Reading that classic of children's literature, Tiptoes the Mischievous Kitten (a Ladybird book from 1949), I started wondering about the phrase "of course."
Here's an example of what I think of as the typical use of "of course": after getting covered in starch, Tiptoes runs out into the sun where "of course her fur dried in little stiff points... ." If you get mixed up in starch, then it's gonna dry your fur in stiff points -- here, of course "acknowledges the validity of the associated phrase."
But here's another example of "of course" that I think of as less typical and this is the one I'm asking about. Tiptoes's owner carefully closes a door, but, the latch being loose, it swings open again. At this point in the narrative, my two young children know that the very worst thing that could happen is that the mischievous kitten comes along, but "Just then, of course, Tiptoes came silently up the stairs" (and then all hell breaks loose).
This use of "of course" does not acknowledge the validity of the associated phrase: it does not follow from the door swinging open that Tiptoes should happen up the stairs. She could just as well be sleeping in the rocking chair or hunting mice.
It seems instead to mean "as luck would have it," or acts perhaps an idiomatic affirmation of Murphy's law.
I can remember my English grandmother using the phrase "of course" in a similar way, usually in humorous or ironic stories. She'd use an "of course" to introduce that the worst/silliest/funniest possible turn of events was about to happen.

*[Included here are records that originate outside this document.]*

//! Per-newsgroup subscription and read state

use crate::range::RangeSet;

/// How an article should be presented, derived from newsrc state
#[derive(Debug, Clone, Copy, PartialEq, Eq)]
pub enum ArticleStatus {
    /// A read range covers the article
    Read,
    /// Not read and newer than anything in the header cache
    New,
    /// Not read but already cached, reported when old-marking is enabled
    Old,
    /// Not read and already cached, old-marking disabled
    Unread,
}

/// State of one newsgroup within an account
///
/// Groups are created on first reference in a "not yet known" state: not
/// subscribed, absent from the server, bounds `(0, 0)` and no range state.
#[derive(Debug, Clone, PartialEq, Eq)]
pub struct NewsGroup {
    name: String,
    /// Lowest article number reported by the server
    pub first_article: u64,
    /// Highest article number reported by the server, `0` when empty
    pub last_article: u64,
    /// Highest article number ever fetched into an open mailbox
    pub last_loaded: u64,
    /// Highest article number known to be in the header cache
    pub last_cached: u64,
    /// Subscription marker (`:` vs `!` in the newsrc)
    pub subscribed: bool,
    /// Posting allowed according to the active listing
    pub allowed: bool,
    /// Group description from the active listing
    pub description: Option<String>,
    /// False when the last listing no longer advertised the group
    pub present_on_server: bool,
    pub(crate) read_ranges: Option<RangeSet>,
    pub(crate) unread: u64,
}

impl NewsGroup {
    pub(crate) fn new(name: impl Into<String>) -> Self {
        Self {
            name: name.into(),
            first_article: 0,
            last_article: 0,
            last_loaded: 0,
            last_cached: 0,
            subscribed: false,
            allowed: false,
            description: None,
            present_on_server: false,
            read_ranges: None,
            unread: 0,
        }
    }

    /// Newsgroup name
    pub fn name(&self) -> &str {
        &self.name
    }

    /// Read ranges, `None` if the group never had any range state
    pub fn read_ranges(&self) -> Option<&RangeSet> {
        self.read_ranges.as_ref()
    }

    /// Whether the group has range state worth persisting
    #[must_use]
    pub fn has_ranges(&self) -> bool {
        self.read_ranges.is_some()
    }

    /// Cached unread count
    pub fn unread_count(&self) -> u64 {
        self.unread
    }

    /// Replace the read ranges and recompute the unread count
    pub fn set_read_ranges(&mut self, ranges: RangeSet) {
        self.read_ranges = Some(ranges);
        self.update_unread();
    }

    /// Drop all range state, the group will no longer be persisted
    pub fn clear_read_ranges(&mut self) {
        self.read_ranges = None;
    }

    /// Recompute the unread count from the ranges and current bounds
    pub fn update_unread(&mut self) {
        self.unread = match &self.read_ranges {
            Some(ranges) => ranges.unread_count(self.first_article, self.last_article),
            None => self.unread_from_bounds(),
        };
    }

    /// Unread count for a group with no range state: the full bound span
    pub(crate) fn unread_from_bounds(&self) -> u64 {
        if self.last_article != 0 && self.first_article <= self.last_article {
            self.last_article - self.first_article + 1
        } else {
            0
        }
    }

    /// Whether `article` is covered by a read range
    #[must_use]
    pub fn is_read(&self, article: u64) -> bool {
        self.read_ranges
            .as_ref()
            .is_some_and(|ranges| ranges.contains(article))
    }

    /// Classify an article for display
    ///
    /// Read articles are those covered by a range. Unread articles past
    /// `last_cached` are new; cached ones are old only if `mark_old` is set.
    pub fn article_status(&self, article: u64, mark_old: bool) -> ArticleStatus {
        if self.is_read(article) {
            ArticleStatus::Read
        } else if article > self.last_cached {
            ArticleStatus::New
        } else if mark_old {
            ArticleStatus::Old
        } else {
            ArticleStatus::Unread
        }
    }

    /// Whether caches for this group survive a sweep
    pub(crate) fn keeps_cache(&self, save_unsubscribed: bool) -> bool {
        self.has_ranges() || self.subscribed || save_unsubscribed
    }

    /// Install freshly parsed ranges from a newsrc line
    pub(crate) fn load_ranges(&mut self, ranges: RangeSet) {
        if self.last_article == 0 {
            self.last_article = ranges.last_article();
        }
        self.set_read_ranges(ranges);
    }

    pub(crate) fn ranges_mut(&mut self) -> Option<&mut RangeSet> {
        self.read_ranges.as_mut()
    }

    /// Sentinel ranges for a group that has never been read
    pub(crate) fn ensure_ranges(&mut self) {
        if self.read_ranges.is_none() {
            self.read_ranges = Some(RangeSet::empty());
        }
    }
}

Is this usage mainly mid-20th-century English? Is it any accident that an English book of 1949 reminds me of something my English grandmother (born in 1916) might have said? I don't think I've heard it used amongst my Canadian contemporaries. Do we still hear it today, or has it been replaced by other idioms or even tones of voice? Do we hear it in North America, in Australia, NZ, South Africa, India? Is its use limited to the British Isles, or even to certain regions of the UK?